┌──

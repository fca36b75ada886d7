//! Startup seeding orchestration.

use std::path::{Path, PathBuf};

use cap_std::{ambient_authority, fs::Dir};
use example_data::{ExamplePoiSeed, GenerationError, RegistryError, SeedRegistry};
use thiserror::Error;
use tracing::{info, warn};

use crate::domain::ports::{PoiStore, PoiStoreError};
use crate::domain::{
    PoiCategory, PoiDraft, PoiName, PoiValidationError, Position, within_unit_of_work,
};
use crate::example_data::config::ExampleDataSettings;

/// Errors returned while executing startup seeding.
#[derive(Debug, Error)]
pub enum StartupSeedingError {
    /// Registry file could not be read.
    #[error("failed to read registry at {path}: {source}")]
    RegistryRead {
        /// Path to the registry file.
        path: PathBuf,
        /// Underlying I/O error.
        #[source]
        source: std::io::Error,
    },
    /// Registry parsing or seed lookup failed.
    #[error("registry error: {0}")]
    Registry(#[from] RegistryError),
    /// POI generation failed.
    #[error("example data generation error: {0}")]
    Generation(#[from] GenerationError),
    /// Writing the generated POIs failed.
    #[error("example data persistence error: {0}")]
    Store(#[from] PoiStoreError),
    /// Seed name must not be empty.
    #[error("seed name must not be empty")]
    EmptySeedName,
}

/// What a seeding run wrote.
#[derive(Debug, Clone, PartialEq, Eq)]
pub struct ExampleDataSeedOutcome {
    /// Registry seed that was applied.
    pub seed_name: String,
    /// POIs written to the store.
    pub created: usize,
    /// Generated POIs rejected by domain validation.
    pub skipped: usize,
}

/// Write example POIs to `store` when enabled.
///
/// All generated POIs are created in one unit of work, so either every valid
/// POI is stored or none is.
///
/// # Examples
///
/// ```rust,no_run
/// use std::path::PathBuf;
/// use std::sync::Arc;
///
/// use mockable::DefaultClock;
/// use poi_backend::example_data::{ExampleDataSettings, seed_example_data_on_startup};
/// use poi_backend::outbound::memory::InMemoryPoiStore;
///
/// # async fn run() -> Result<(), Box<dyn std::error::Error>> {
/// let settings = ExampleDataSettings {
///     enabled: true,
///     seed_name: Some("mossy-owl".to_owned()),
///     count: None,
///     registry_path: Some(PathBuf::from("fixtures/example-data/seeds.json")),
/// };
/// let store = InMemoryPoiStore::new(Arc::new(DefaultClock));
/// let outcome = seed_example_data_on_startup(&settings, &store).await?;
/// assert!(outcome.is_some());
/// # Ok(())
/// # }
/// ```
pub async fn seed_example_data_on_startup(
    settings: &ExampleDataSettings,
    store: &dyn PoiStore,
) -> Result<Option<ExampleDataSeedOutcome>, StartupSeedingError> {
    if !settings.enabled {
        info!(reason = "disabled", "example data seeding skipped");
        return Ok(None);
    }

    let seed_name = settings.seed_name().trim();
    if seed_name.is_empty() {
        return Err(StartupSeedingError::EmptySeedName);
    }

    let registry = load_registry(&settings.registry_path())?;
    let seed_def = settings.select_seed(&registry)?;
    let generated = example_data::generate_example_pois(&seed_def)?;

    let mut drafts = Vec::with_capacity(generated.len());
    let mut skipped = 0_usize;
    for seed in &generated {
        match draft_from_seed(seed) {
            Ok(draft) => drafts.push(draft),
            Err(err) => {
                skipped += 1;
                warn!(name = %seed.name, error = %err, "skipping invalid example poi");
            }
        }
    }

    let created = within_unit_of_work(store, |uow| {
        Box::pin(async move {
            for draft in &drafts {
                uow.create(draft).await?;
            }
            Ok::<_, PoiStoreError>(drafts.len())
        })
    })
    .await?;

    info!(
        seed_key = seed_name,
        created, skipped, "example data seeding applied"
    );

    Ok(Some(ExampleDataSeedOutcome {
        seed_name: seed_name.to_owned(),
        created,
        skipped,
    }))
}

fn draft_from_seed(seed: &ExamplePoiSeed) -> Result<PoiDraft, PoiValidationError> {
    Ok(PoiDraft {
        name: PoiName::new(seed.name.as_str())?,
        position: Position::new(seed.latitude, seed.longitude)?,
        category: PoiCategory::try_from(seed.category_code)?,
    })
}

fn load_registry(path: &Path) -> Result<SeedRegistry, StartupSeedingError> {
    let parent = path.parent().unwrap_or_else(|| Path::new("."));
    let parent = if parent.as_os_str().is_empty() {
        Path::new(".")
    } else {
        parent
    };
    let read_error = |source: std::io::Error| StartupSeedingError::RegistryRead {
        path: path.to_path_buf(),
        source,
    };
    let file_name = path.file_name().ok_or_else(|| {
        read_error(std::io::Error::new(
            std::io::ErrorKind::InvalidInput,
            "registry path must be a file",
        ))
    })?;
    let dir = Dir::open_ambient_dir(parent, ambient_authority()).map_err(read_error)?;
    let contents = dir.read_to_string(Path::new(file_name)).map_err(read_error)?;
    Ok(SeedRegistry::from_json(&contents)?)
}

#[cfg(test)]
mod tests {
    //! Seeding coverage against the in-memory store.

    use std::sync::Arc;

    use mockable::DefaultClock;
    use rstest::{fixture, rstest};

    use super::*;
    use crate::domain::ports::{CursorFilter, PoiCursor};
    use crate::outbound::memory::InMemoryPoiStore;

    fn fixture_path() -> PathBuf {
        PathBuf::from(env!("CARGO_MANIFEST_DIR"))
            .join("fixtures")
            .join("example-data")
            .join("seeds.json")
    }

    fn settings(enabled: bool, seed_name: &str, count: Option<usize>) -> ExampleDataSettings {
        ExampleDataSettings {
            enabled,
            seed_name: Some(seed_name.to_owned()),
            count,
            registry_path: Some(fixture_path()),
        }
    }

    #[fixture]
    fn store() -> InMemoryPoiStore {
        InMemoryPoiStore::new(Arc::new(DefaultClock))
    }

    #[rstest]
    #[tokio::test]
    async fn disabled_seeding_writes_nothing(store: InMemoryPoiStore) {
        let outcome = seed_example_data_on_startup(&settings(false, "mossy-owl", None), &store)
            .await
            .expect("skipped");

        assert!(outcome.is_none());
        assert!(store.is_empty().expect("empty"));
    }

    #[rstest]
    #[tokio::test]
    async fn enabled_seeding_creates_every_generated_poi(store: InMemoryPoiStore) {
        let outcome =
            seed_example_data_on_startup(&settings(true, "snowy-penguin", None), &store)
                .await
                .expect("seeded")
                .expect("enabled");

        assert_eq!(outcome.seed_name, "snowy-penguin");
        assert_eq!(outcome.created + outcome.skipped, 60);
        assert_eq!(store.live_count().expect("count"), outcome.created);
    }

    #[rstest]
    #[tokio::test]
    async fn count_override_limits_created_pois(store: InMemoryPoiStore) {
        let outcome = seed_example_data_on_startup(&settings(true, "rainbow-fox", Some(7)), &store)
            .await
            .expect("seeded")
            .expect("enabled");

        assert_eq!(outcome.created, 7);
        let mut cursor = store.open_cursor(CursorFilter::All).await.expect("cursor");
        assert_eq!(cursor.next_batch(100).await.expect("batch").len(), 7);
    }

    #[rstest]
    #[tokio::test]
    async fn blank_seed_name_is_rejected(store: InMemoryPoiStore) {
        let result = seed_example_data_on_startup(&settings(true, "   ", None), &store).await;

        assert!(matches!(result, Err(StartupSeedingError::EmptySeedName)));
    }

    #[rstest]
    #[tokio::test]
    async fn unknown_seed_is_a_registry_error(store: InMemoryPoiStore) {
        let result = seed_example_data_on_startup(&settings(true, "amber-lynx", None), &store).await;

        assert!(matches!(
            result,
            Err(StartupSeedingError::Registry(RegistryError::SeedNotFound { .. }))
        ));
    }

    #[rstest]
    #[tokio::test]
    async fn missing_registry_is_a_read_error(store: InMemoryPoiStore) {
        let mut settings = settings(true, "mossy-owl", None);
        settings.registry_path = Some(PathBuf::from("/nonexistent/seeds.json"));

        let result = seed_example_data_on_startup(&settings, &store).await;

        assert!(matches!(
            result,
            Err(StartupSeedingError::RegistryRead { .. })
        ));
    }

    #[rstest]
    #[tokio::test]
    async fn commit_failure_leaves_the_store_empty(store: InMemoryPoiStore) {
        store.fail_next_commit().expect("arm failure");

        let result =
            seed_example_data_on_startup(&settings(true, "snowy-penguin", None), &store).await;

        assert!(matches!(result, Err(StartupSeedingError::Store(_))));
        assert!(store.is_empty().expect("empty"));
    }
}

└──

→ WHAT YOU SHOULD DO
Some lines above contain the word "PoiDraft". Copy each of them.

→ YOUR SOLUTION
    PoiCategory, PoiDraft, PoiName, PoiValidationError, Position, within_unit_of_work,
fn draft_from_seed(seed: &ExamplePoiSeed) -> Result<PoiDraft, PoiValidationError> {
    Ok(PoiDraft {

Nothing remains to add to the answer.